Modern dating has become more complicated and uncertain for many singles that are looking for love.
There are endless options (social media, mobile apps, dating websites etc.) that are supposed to make dating simpler. However, reality can be far from that: many have walked away frustrated and confused; others end up in relationships that are not healthy for them. So how do you win at the ‘dating game’?
They don’t call it a ‘dating game’ for no reason. In order for anyone to maximize their chances of winning, they first need to know and follow the rules. You also need to play the game strategically to win.

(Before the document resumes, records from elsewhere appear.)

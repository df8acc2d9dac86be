//! The dictionary: word list records plus their prefix index.
//!
//! Every record is kept in load order for metadata lookups, and its
//! uppercased headword goes into a [`PrefixTrie`] for prefix queries.

mod record;

use std::fs::File;
use std::io::{BufRead, BufReader};
use std::path::Path;

use crate::data_structures::PrefixTrie;
use crate::error::dictionary::DictionaryError;

pub use record::{normalize, DictionaryRecord};

/// Word list records with a prefix index over their headwords.
#[derive(Debug, Clone, Default)]
pub struct Dictionary {
    index: PrefixTrie,
    records: Vec<DictionaryRecord>,
}

impl Dictionary {
    /// Creates an empty dictionary.
    pub fn new() -> Self {
        Self::default()
    }

    /// Loads the word list at `path`.
    ///
    /// Blank and malformed lines are skipped with a warning.
    #[tracing::instrument(skip_all, fields(path = %path.as_ref().display()))]
    pub fn load<P: AsRef<Path>>(path: P) -> Result<Self, DictionaryError> {
        let path = path.as_ref();
        let file = File::open(path).map_err(|e| DictionaryError::from_io(path, e))?;
        let dictionary =
            Self::from_reader(BufReader::new(file)).map_err(|e| DictionaryError::from_io(path, e))?;

        tracing::info!(
            records = dictionary.len(),
            indexed = dictionary.index.len(),
            "Dictionary loaded"
        );
        Ok(dictionary)
    }

    /// Reads records line by line from `reader`.
    pub fn from_reader<R: BufRead>(reader: R) -> std::io::Result<Self> {
        let mut dictionary = Self::new();
        for (i, line) in reader.lines().enumerate() {
            let line = line?;
            if line.trim().is_empty() {
                continue;
            }

            match DictionaryRecord::parse_line(i + 1, &line) {
                Ok(record) => dictionary.add(record),
                Err(e) => tracing::warn!(error = %e, "Skipping dictionary line"),
            }
        }
        Ok(dictionary)
    }

    /// Adds a record and indexes its headword.
    pub fn add(&mut self, record: DictionaryRecord) {
        self.index.insert(record.index_key());
        self.records.push(record);
    }

    /// Finds the first record whose headword equals `query`, ignoring case.
    pub fn lookup(&self, query: &str) -> Option<&DictionaryRecord> {
        self.records.iter().find(|record| record.matches(query))
    }

    /// Returns the translation of `query`, ignoring case.
    pub fn translate(&self, query: &str) -> Option<&str> {
        self.lookup(query).map(|record| record.translation.as_str())
    }

    /// Lists the indexed words under the longest leading part of `query`
    /// that any word starts with.
    ///
    /// The query is shortened one character at a time. Returns an empty list
    /// when not even its first character starts a word.
    pub fn suggestions(&self, query: &str) -> Vec<String> {
        let key: Vec<char> = normalize(query).chars().collect();

        // Nodes are only created along inserted words, so an existing
        // path always has at least one word below it.
        (1..=key.len())
            .rev()
            .map(|size| key[..size].iter().collect::<String>())
            .find(|prefix| self.index.is_prefix(prefix))
            .map(|prefix| self.index.all_words_with_prefix(prefix))
            .unwrap_or_default()
    }

    /// Returns the prefix index.
    pub fn index(&self) -> &PrefixTrie {
        &self.index
    }

    /// Returns the records in load order.
    pub fn records(&self) -> &[DictionaryRecord] {
        &self.records
    }

    /// Returns the number of records.
    pub fn len(&self) -> usize {
        self.records.len()
    }

    /// Returns whether the dictionary holds no record.
    pub fn is_empty(&self) -> bool {
        self.records.is_empty()
    }
}

impl FromIterator<DictionaryRecord> for Dictionary {
    fn from_iter<I: IntoIterator<Item = DictionaryRecord>>(iter: I) -> Self {
        let mut dictionary = Dictionary::new();
        for record in iter {
            dictionary.add(record);
        }
        dictionary
    }
}
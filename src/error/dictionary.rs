//! Dictionary error module.
//!
//! Errors raised while reading the word list, the history file or the
//! prefix test fixture. The prefix index itself never fails.

use std::path::PathBuf;
use thiserror::Error;

/// Errors that can occur while loading or reading dictionary data.
#[derive(Error, Debug)]
pub enum DictionaryError {
    /// A data file the operation needs does not exist.
    #[error("File not found: {0}")]
    FileNotFound(PathBuf),

    /// A data file exists but could not be read or written.
    #[error("Failed to access {path}: {source}")]
    Access {
        /// The file being accessed
        path: PathBuf,
        /// The underlying IO error
        #[source]
        source: std::io::Error,
    },

    /// A line could not be parsed into a record.
    #[error("Malformed record on line {line_number}: {reason}")]
    MalformedRecord {
        /// One-based line number, 0 when the line is not from a file
        line_number: usize,
        /// Why the line was rejected
        reason: String,
    },
}

impl DictionaryError {
    /// Maps an IO error on `path` to the matching variant.
    pub fn from_io(path: impl Into<PathBuf>, source: std::io::Error) -> Self {
        let path = path.into();
        if source.kind() == std::io::ErrorKind::NotFound {
            Self::FileNotFound(path)
        } else {
            Self::Access { path, source }
        }
    }
}
//! `tablemine` command line: `extract` runs every enabled detector over one
//! HTML document, `guided` locates the blocks holding given example values.

use anyhow::{Context, Result};
use clap::{Parser, Subcommand};
use simplelog::LevelFilter;

mod extract;
mod guided;

/// Finds tables and table-like structures in HTML documents.
#[derive(Parser)]
struct Args {
    #[command(subcommand)]
    command: Command,

    /// Logging level.
    #[arg(long, default_value = "Warn")]
    log_level: LevelFilter,
}

#[derive(Subcommand)]
enum Command {
    Extract(extract::Command),
    Guided(guided::Command),
}

pub fn run() -> Result<()> {
    let args = Args::parse();

    simplelog::SimpleLogger::init(args.log_level, simplelog::Config::default())
        .with_context(|| "configuring logging")?;

    use Command::*;
    match &args.command {
        Extract(cmd) => extract::run(cmd),
        Guided(cmd) => guided::run(cmd),
    }
}

#[cfg(test)]
mod tests {
    use googletest::prelude::*;

    use super::*;

    #[gtest]
    fn parses_extract_with_global_log_level() -> anyhow::Result<()> {
        let args = Args::try_parse_from([
            "tablemine",
            "--log-level",
            "debug",
            "extract",
            "page.html",
            "--scores-log",
            "scores.log",
        ])?;
        expect_that!(args.log_level, eq(LevelFilter::Debug));
        expect_that!(matches!(args.command, Command::Extract(_)), eq(true));
        Ok(())
    }

    #[gtest]
    fn guided_requires_an_example() {
        expect_that!(Args::try_parse_from(["tablemine", "guided", "page.html"]).is_err(), eq(true));
        expect_that!(
            Args::try_parse_from(["tablemine", "guided", "-", "--example", "3 700 000 kr"]).is_ok(),
            eq(true)
        );
    }

    #[gtest]
    fn log_level_defaults_to_warn() -> anyhow::Result<()> {
        let args = Args::try_parse_from(["tablemine", "extract", "-"])?;
        expect_that!(args.log_level, eq(LevelFilter::Warn));
        Ok(())
    }
}
//! Sibling elements sharing the same child tag sequence.

use scraper::ElementRef;

use super::{Detector, DetectorKind};
use crate::{
    EngineConfig, Provenance, TableCandidate,
    document::{Document, child_elements, find_descendant, stripped_text},
    grouping::FirstSeenGroups,
    signature::{ShallowSignature, shallow_signature},
};

/// For every element, groups its children by their [ShallowSignature]. A
/// signature shared by enough children becomes a table: its tags are the
/// columns, and each child contributes the text of its first descendant
/// carrying each tag.
pub struct RepeatedStructure;

impl Detector for RepeatedStructure {
    fn kind(&self) -> DetectorKind {
        DetectorKind::RepeatedStructure
    }

    fn detect(&self, doc: &Document, cfg: &EngineConfig) -> Vec<TableCandidate> {
        let mut candidates = Vec::new();
        for parent in doc.elements() {
            let groups: FirstSeenGroups<ShallowSignature, ElementRef> = child_elements(parent)
                .map(|child| (shallow_signature(child), child))
                .collect();

            for (signature, members) in groups.into_groups_of_at_least(cfg.min_repeats) {
                if signature.is_empty() {
                    continue;
                }
                let rows: Vec<Vec<String>> = members
                    .into_iter()
                    .map(|member| row_for(member, &signature))
                    .collect();
                let columns = signature.0.iter().map(|tag| tag.to_string()).collect();
                candidates.extend(TableCandidate::new(
                    rows,
                    Some(columns),
                    Provenance::new(self.kind()),
                ));
            }
        }
        candidates
    }
}

fn row_for(member: ElementRef<'_>, signature: &ShallowSignature<'_>) -> Vec<String> {
    signature
        .0
        .iter()
        .map(|tag| {
            find_descendant(member, tag)
                .map(stripped_text)
                .unwrap_or_default()
        })
        .collect()
}

#[cfg(test)]
mod tests {
    use googletest::prelude::*;
    use testutils::{page, repeat_html};

    use super::*;
    use crate::table::Table;

    fn detect(html: &str) -> Vec<TableCandidate> {
        let doc = Document::parse(html).expect("parses");
        RepeatedStructure.detect(&doc, &EngineConfig::default())
    }

    #[gtest]
    fn one_table_per_repeated_list() {
        let items = repeat_html(4, |i| format!("<li><span>name {i}</span><b>{i}0</b></li>"));
        let got = detect(&page(&format!("<ul>{items}</ul>")));

        assert_that!(got, len(eq(1)));
        let cand = &got[0];
        expect_that!(cand.shape(), eq((4, 2)));
        expect_that!(cand.columns(), some(elements_are![eq("span"), eq("b")]));
        expect_that!(
            cand.rows(),
            eq(&Table::from([
                ["name 0", "00"],
                ["name 1", "10"],
                ["name 2", "20"],
                ["name 3", "30"],
            ]))
        );
    }

    #[gtest]
    fn takes_first_descendant_in_document_order() {
        let html = page(
            "<div>\
             <p><i><a>x1</a></i><a>ignored</a></p>\
             <p><i>no link</i><a>x2</a></p>\
             <p><i></i><a>x3</a></p>\
             </div>",
        );
        let got = detect(&html);
        assert_that!(got, len(eq(1)));
        expect_that!(
            got[0].rows(),
            eq(&Table::from([
                ["x1", "x1"],
                ["no link", "x2"],
                ["", "x3"],
            ]))
        );
    }

    #[gtest]
    fn ignores_too_few_repeats_and_leaf_children() {
        let html = page(
            "<ul><li><span>a</span></li><li><span>b</span></li></ul>\
             <div><span>1</span><span>2</span><span>3</span></div>",
        );
        expect_that!(detect(&html), is_empty());
    }
}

Below are 10 simple dating rules for modern single ladies:
- Pre-dating checklist:
Most people have a clear idea of what they don’t want in a partner, not what they do want. Without knowing specifically what it is that you want, it is very hard to attract the right man into your life. Before you start dating, make sure you sit down and write a list of all the qualities and traits that you desire, get clear on your non-negotiables and things that you will be willing to compromise.
- From online to offline
With the advancement of technology, conversations can start online through dating websites, forums, social media, mobile applications etc. With the ability to hide behind the computer screen, make sure you don’t fall too quickly. Take it offline and see if the synergy and connection is still there.
- Be yourself
As much as we want to hide our flaws, imperfections and baggage to not scare a date off, we need to learn to be comfortable in our own skin. There is no point trying to portray someone that you are not because he might fall in love with that person, and not you. Authenticity and vulnerability are very attractive qualities to have.
- Be open minded
Many women have a history of being perfectionists, in their life, job and definitely what they want in a partner. There is nothing wrong with having standards, but make sure that they are not impossible to achieve. This is why it is important to get clear on your non-negotiables but be open to accept others’ flaws and imperfections as well.
- Bring your ‘A-game’ on the date
First impressions do count so make sure that you dress appropriate for the occasion and bring your energy to the date. Talk about things that excite and interest you, be curious about him, what he likes and values. Do not complain about your job, housework or other people.
- Own it!
It doesn’t matter what clothes you wear or what makeup you have on, a guy can see through all your insecurities. Confidence needs to come from within and you need to walk into that date as if you own it.
- Let the past be in the past
We all have our own scars and baggage from the past but you don’t have to carry those with you into dates. Make sure that you have healed any emotional wounds before you start dating. Don’t compare the person you are with, with your ex and make sure you focus on sharing the learning from what happened rather than complaining/blaming.
- Bring your head, heart and intuition into the game
It is not uncommon for many women to feel like they have met the perfect guy in the early dating stages and allow the feelings of infatuation to cloud their judgment. Bring your head into it; make sure that he aligns with your vision and values, life perspectives and expectations. Despite how everything can seem good on paper, your intuition will always tell you if something doesn’t seem right, so listen to it!
- Open communication
Assumptions can be dangerous when it comes to dating. Wrongly assuming that he is on the same page as you when it comes to vision and expectation can lead to disappointment and resentment later on. Communicate openly about topics such as exclusivity, what are your expectations (marriage/children etc.), boundaries, your non-negotiables etc.
- Don’t go all the way on the first date
If your intention for the date is for a one-night stand, go for it! If you want to meet someone and build a relationship, it is recommended that you don’t go all the way on the first date. Keep it a mystery and make him work for it.
- Fall in love with the guy for who he is, not his potential
This is the common mistake that many women make. They fall in love with a guy based on his potential, rather than who he is. They often believe that with enough love and time, the man will change and become better. Ladies, don’t get yourself disappointed, men only change when they are ready. If he is not right for you now , he’s not right for you.
- Let go of the outcome
Sometimes you have to kiss a lot of frogs before you meet your Prince Charming. Not every date will be an awesome one; some can be disappointing or daunting. Do not take it personally because it is simply a part of the selection process to find the best match. All animals do that and it is simply a part of nature.